Below are the entries; give again exactly the lines from the one mentioning "#[derive(Debug)]" through the one mentioning "its transport tag.", inclusive.

Provided data START

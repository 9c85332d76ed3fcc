//! Duplex relay between a pseudo-terminal and a WebSocket.
//!
//! Two pumps move bytes, one per direction:
//!
//! - [`pump_output`] reads the PTY on the blocking pool and sends each chunk
//!   as one binary message. It runs as its own task.
//! - [`pump_input`] runs on the session task, reading one message at a time.
//!   Binary payloads go to the PTY verbatim; text payloads go to the control
//!   decoder and are never written to the process.
//!
//! Neither pump buffers beyond one chunk: the next read is not issued until
//! the previous chunk has been accepted by the peer, so a slow consumer
//! throttles its producer. Both pumps stop as soon as the session starts
//! tearing down, and neither closes anything itself.

use std::sync::atomic::{AtomicU64, Ordering};
use std::time::{Duration, SystemTime, UNIX_EPOCH};

use futures_util::{Sink, SinkExt, Stream, StreamExt};
use protocol::Frame;
use tokio_tungstenite::tungstenite::{Error as WsError, Message};

use super::control::{self, ControlOutcome};
use super::lifecycle::{Lifecycle, TerminationReason};
use super::pty::{PtyHost, PtyReader, PtyWriter, ReadOutcome};

/// Default size of one PTY read, and so the largest outbound binary message.
pub const READ_BUFFER_SIZE: usize = 4096;

/// Traffic counters shared by both pumps.
#[derive(Debug)]
pub struct Activity {
    /// Last activity timestamp (Unix epoch milliseconds).
    last_activity: AtomicU64,
    /// Bytes written to the process.
    bytes_in: AtomicU64,
    /// Bytes sent to the client.
    bytes_out: AtomicU64,
}

impl Activity {
    /// Creates counters with the activity clock set to now.
    pub fn new() -> Self {
        Self {
            last_activity: AtomicU64::new(now_millis()),
            bytes_in: AtomicU64::new(0),
            bytes_out: AtomicU64::new(0),
        }
    }

    /// Marks activity without moving any bytes.
    pub fn touch(&self) {
        self.last_activity.store(now_millis(), Ordering::Relaxed);
    }

    /// Records bytes relayed from the client to the process.
    pub fn record_in(&self, n: usize) {
        self.bytes_in.fetch_add(n as u64, Ordering::Relaxed);
        self.touch();
    }

    /// Records bytes relayed from the process to the client.
    pub fn record_out(&self, n: usize) {
        self.bytes_out.fetch_add(n as u64, Ordering::Relaxed);
        self.touch();
    }

    /// Total bytes written to the process.
    pub fn bytes_in(&self) -> u64 {
        self.bytes_in.load(Ordering::Relaxed)
    }

    /// Total bytes sent to the client.
    pub fn bytes_out(&self) -> u64 {
        self.bytes_out.load(Ordering::Relaxed)
    }

    /// Time since the last recorded activity.
    pub fn idle_for(&self) -> Duration {
        let last = self.last_activity.load(Ordering::Relaxed);
        Duration::from_millis(now_millis().saturating_sub(last))
    }
}

impl Default for Activity {
    fn default() -> Self {
        Self::new()
    }
}

/// Returns the current Unix timestamp in milliseconds.
fn now_millis() -> u64 {
    SystemTime::now()
        .duration_since(UNIX_EPOCH)
        .map(|d| d.as_millis() as u64)
        .unwrap_or(0)
}

/// An inbound WebSocket message, classified by its transport tag.
#[derive(Debug, Clone, PartialEq, Eq)]
pub enum Inbound {
    /// Terminal bytes or a structured message.
    Frame(Frame),
    /// The client started the close handshake.
    Close,
    /// Keepalive or low-level frame; nothing to relay.
    Skip,
}

/// Classifies a message before any payload inspection.
pub fn classify(message: Message) -> Inbound {
    match message {
        Message::Binary(bytes) => Inbound::Frame(Frame::Raw(bytes)),
        Message::Text(text) => Inbound::Frame(Frame::Structured(text)),
        Message::Close(_) => Inbound::Close,
        Message::Ping(_) | Message::Pong(_) | Message::Frame(_) => Inbound::Skip,
    }
}

/// Converts an outbound frame to a WebSocket message.
pub fn to_message(frame: Frame) -> Message {
    match frame {
        Frame::Raw(bytes) => Message::Binary(bytes),
        Frame::Structured(text) => Message::Text(text),
    }
}

/// Pumps process output to the client (direction A).
///
/// Returns the sink once the pump stops so the lifecycle manager can close
/// the transport.
pub async fn pump_output<S>(
    mut reader: PtyReader,
    mut sink: S,
    lifecycle: &Lifecycle,
    activity: &Activity,
    chunk_size: usize,
) -> S
where
    S: Sink<Message, Error = WsError> + Unpin,
{
    let session_id = lifecycle.id();

    loop {
        let read = tokio::task::spawn_blocking(move || {
            let mut buffer = vec![0u8; chunk_size];
            let result = reader.read(&mut buffer);
            (reader, buffer, result)
        });

        // An abandoned read finishes on its own once teardown kills the process.
        let (returned, mut buffer, result) = tokio::select! {
            _ = lifecycle.terminating() => break,
            joined = read => match joined {
                Ok(parts) => parts,
                Err(e) => {
                    tracing::error!(session_id = %session_id, error = %e, "Read task panicked");
                    lifecycle.begin_teardown(TerminationReason::ProcessIo);
                    break;
                }
            },
        };
        reader = returned;

        match result {
            Ok(ReadOutcome::Data(n)) => {
                buffer.truncate(n);
                activity.record_out(n);

                tokio::select! {
                    _ = lifecycle.terminating() => break,
                    sent = sink.send(Message::Binary(buffer)) => {
                        if let Err(e) = sent {
                            tracing::debug!(
                                session_id = %session_id,
                                error = %e,
                                "Failed to send terminal output"
                            );
                            lifecycle.begin_teardown(TerminationReason::Transport);
                            break;
                        }
                    }
                }
            }
            Ok(ReadOutcome::Eof) => {
                tracing::info!(session_id = %session_id, "PTY EOF - process exited");
                lifecycle.begin_teardown(TerminationReason::ProcessExited);
                break;
            }
            Err(e) => {
                tracing::error!(session_id = %session_id, error = %e, "Error reading from PTY");
                lifecycle.begin_teardown(TerminationReason::ProcessIo);
                break;
            }
        }
    }

    tracing::debug!(session_id = %session_id, "Output pump stopped");
    sink
}

/// Pumps client input to the process (direction B).
pub async fn pump_input<S>(
    mut stream: S,
    mut writer: PtyWriter,
    host: &PtyHost,
    lifecycle: &Lifecycle,
    activity: &Activity,
) where
    S: Stream<Item = Result<Message, WsError>> + Unpin,
{
    let session_id = lifecycle.id();

    loop {
        let next = tokio::select! {
            _ = lifecycle.terminating() => break,
            next = stream.next() => next,
        };

        let message = match next {
            Some(Ok(message)) => message,
            Some(Err(e)) => {
                tracing::debug!(session_id = %session_id, error = %e, "WebSocket receive error");
                lifecycle.begin_teardown(TerminationReason::Transport);
                break;
            }
            None => {
                tracing::debug!(session_id = %session_id, "WebSocket stream ended");
                lifecycle.begin_teardown(TerminationReason::ClientClosed);
                break;
            }
        };

        match classify(message) {
            Inbound::Frame(Frame::Raw(bytes)) => {
                let len = bytes.len();
                let write = tokio::task::spawn_blocking(move || {
                    let result = writer.write(&bytes);
                    (writer, result)
                });

                let (returned, result) = tokio::select! {
                    _ = lifecycle.terminating() => break,
                    joined = write => match joined {
                        Ok(parts) => parts,
                        Err(e) => {
                            tracing::error!(session_id = %session_id, error = %e, "Write task panicked");
                            lifecycle.begin_teardown(TerminationReason::ProcessIo);
                            break;
                        }
                    },
                };
                writer = returned;

                if let Err(e) = result {
                    tracing::warn!(session_id = %session_id, error = %e, "Failed to write to PTY");
                    lifecycle.begin_teardown(TerminationReason::ProcessIo);
                    break;
                }
                activity.record_in(len);
            }
            Inbound::Frame(Frame::Structured(text)) => {
                activity.touch();
                if let ControlOutcome::Resize { cols, rows, applied } = control::apply(&text, host) {
                    tracing::debug!(
                        session_id = %session_id,
                        cols = cols,
                        rows = rows,
                        applied = applied,
                        "Resize requested"
                    );
                }
            }
            Inbound::Close => {
                tracing::debug!(session_id = %session_id, "Client closed the connection");
                lifecycle.begin_teardown(TerminationReason::ClientClosed);
                break;
            }
            Inbound::Skip => activity.touch(),
        }
    }

    tracing::debug!(session_id = %session_id, "Input pump stopped");
}

#[cfg(test)]
mod tests {
    use super::*;
    use crate::session::pty::PtyOptions;
    use tokio::io::DuplexStream;
    use tokio::time::timeout;
    use tokio_tungstenite::tungstenite::protocol::Role;
    use tokio_tungstenite::WebSocketStream;

    async fn ws_pair() -> (WebSocketStream<DuplexStream>, WebSocketStream<DuplexStream>) {
        let (server, client) = tokio::io::duplex(256 * 1024);
        let server = WebSocketStream::from_raw_socket(server, Role::Server, None).await;
        let client = WebSocketStream::from_raw_socket(client, Role::Client, None).await;
        (server, client)
    }

    #[test]
    fn test_classify_dispatches_on_tag() {
        // Binary that happens to look like JSON is still terminal input.
        let json_bytes = br#"{"type":"resize","cols":1,"rows":1}"#.to_vec();
        assert_eq!(
            classify(Message::Binary(json_bytes.clone())),
            Inbound::Frame(Frame::Raw(json_bytes))
        );
        assert_eq!(
            classify(Message::Text("hello".to_string())),
            Inbound::Frame(Frame::Structured("hello".to_string()))
        );
        assert_eq!(classify(Message::Close(None)), Inbound::Close);
        assert_eq!(classify(Message::Ping(vec![1])), Inbound::Skip);
        assert_eq!(classify(Message::Pong(vec![])), Inbound::Skip);
    }

    #[test]
    fn test_to_message() {
        assert_eq!(
            to_message(Frame::Raw(b"ls\n".to_vec())),
            Message::Binary(b"ls\n".to_vec())
        );
        assert!(matches!(
            to_message(Frame::resize(80, 24).unwrap()),
            Message::Text(_)
        ));
    }

    #[test]
    fn test_activity_counters() {
        let activity = Activity::new();
        activity.record_in(3);
        activity.record_out(10);
        activity.record_out(5);

        assert_eq!(activity.bytes_in(), 3);
        assert_eq!(activity.bytes_out(), 15);
        assert!(activity.idle_for() < Duration::from_secs(1));
    }

    #[tokio::test]
    async fn test_output_pump_forwards_until_exit() {
        let (server, mut client) = ws_pair().await;
        let options = PtyOptions::new("/bin/sh").with_args(["-c", "printf relay_output_marker"]);
        let (_host, reader, _writer) = PtyHost::start(&options).unwrap();

        let lifecycle = Lifecycle::new("relay-test".to_string());
        lifecycle.activate();
        let activity = Activity::new();

        let pumped = timeout(
            Duration::from_secs(10),
            pump_output(reader, server, &lifecycle, &activity, READ_BUFFER_SIZE),
        )
        .await;
        assert!(pumped.is_ok(), "output pump did not stop at EOF");
        assert_eq!(lifecycle.reason(), Some(TerminationReason::ProcessExited));

        let mut received = Vec::new();
        while let Ok(Some(Ok(Message::Binary(bytes)))) =
            timeout(Duration::from_millis(200), client.next()).await
        {
            received.extend_from_slice(&bytes);
        }
        assert_eq!(String::from_utf8_lossy(&received), "relay_output_marker");
        assert_eq!(activity.bytes_out(), received.len() as u64);
    }

    #[tokio::test]
    async fn test_output_pump_stops_on_teardown() {
        let (server, _client) = ws_pair().await;
        let (host, reader, _writer) = PtyHost::start(&PtyOptions::new("/bin/sh")).unwrap();

        let lifecycle = Lifecycle::new("relay-test".to_string());
        lifecycle.activate();
        let activity = Activity::new();

        let pump = pump_output(reader, server, &lifecycle, &activity, READ_BUFFER_SIZE);
        let trigger = async {
            tokio::time::sleep(Duration::from_millis(100)).await;
            lifecycle.begin_teardown(TerminationReason::Shutdown);
        };

        let (pumped, _) = timeout(Duration::from_secs(5), async { tokio::join!(pump, trigger) })
            .await
            .expect("output pump ignored teardown");
        drop(pumped);
        assert_eq!(lifecycle.reason(), Some(TerminationReason::Shutdown));
        host.close();
    }

    #[tokio::test]
    async fn test_input_pump_diverts_text_frames() {
        let (server, mut client) = ws_pair().await;
        let (host, _reader, writer) = PtyHost::start(&PtyOptions::new("/bin/sh")).unwrap();

        let lifecycle = Lifecycle::new("relay-test".to_string());
        lifecycle.activate();
        let activity = Activity::new();

        client
            .send(Message::Text(
                r#"{"type":"resize","cols":132,"rows":43}"#.to_string(),
            ))
            .await
            .unwrap();
        client.send(Message::Text("garbage".to_string())).await.unwrap();
        client.send(Message::Binary(b"ls\n".to_vec())).await.unwrap();
        client.send(Message::Close(None)).await.unwrap();

        let (_sink, stream) = server.split();
        timeout(
            Duration::from_secs(5),
            pump_input(stream, writer, &host, &lifecycle, &activity),
        )
        .await
        .expect("input pump did not stop on close");

        assert_eq!(host.size(), Some((132, 43)));
        assert_eq!(activity.bytes_in(), 3);
        assert_eq!(lifecycle.reason(), Some(TerminationReason::ClientClosed));
        host.close();
    }
}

Provided data END

Answer to this problem
#[derive(Debug)]
pub struct Activity {
    /// Last activity timestamp (Unix epoch milliseconds).
    last_activity: AtomicU64,
    /// Bytes written to the process.
    bytes_in: AtomicU64,
    /// Bytes sent to the client.
    bytes_out: AtomicU64,
}

impl Activity {
    /// Creates counters with the activity clock set to now.
    pub fn new() -> Self {
        Self {
            last_activity: AtomicU64::new(now_millis()),
            bytes_in: AtomicU64::new(0),
            bytes_out: AtomicU64::new(0),
        }
    }

    /// Marks activity without moving any bytes.
    pub fn touch(&self) {
        self.last_activity.store(now_millis(), Ordering::Relaxed);
    }

    /// Records bytes relayed from the client to the process.
    pub fn record_in(&self, n: usize) {
        self.bytes_in.fetch_add(n as u64, Ordering::Relaxed);
        self.touch();
    }

    /// Records bytes relayed from the process to the client.
    pub fn record_out(&self, n: usize) {
        self.bytes_out.fetch_add(n as u64, Ordering::Relaxed);
        self.touch();
    }

    /// Total bytes written to the process.
    pub fn bytes_in(&self) -> u64 {
        self.bytes_in.load(Ordering::Relaxed)
    }

    /// Total bytes sent to the client.
    pub fn bytes_out(&self) -> u64 {
        self.bytes_out.load(Ordering::Relaxed)
    }

    /// Time since the last recorded activity.
    pub fn idle_for(&self) -> Duration {
        let last = self.last_activity.load(Ordering::Relaxed);
        Duration::from_millis(now_millis().saturating_sub(last))
    }
}

impl Default for Activity {
    fn default() -> Self {
        Self::new()
    }
}

/// Returns the current Unix timestamp in milliseconds.
fn now_millis() -> u64 {
    SystemTime::now()
        .duration_since(UNIX_EPOCH)
        .map(|d| d.as_millis() as u64)
        .unwrap_or(0)
}

/// An inbound WebSocket message, classified by its transport tag.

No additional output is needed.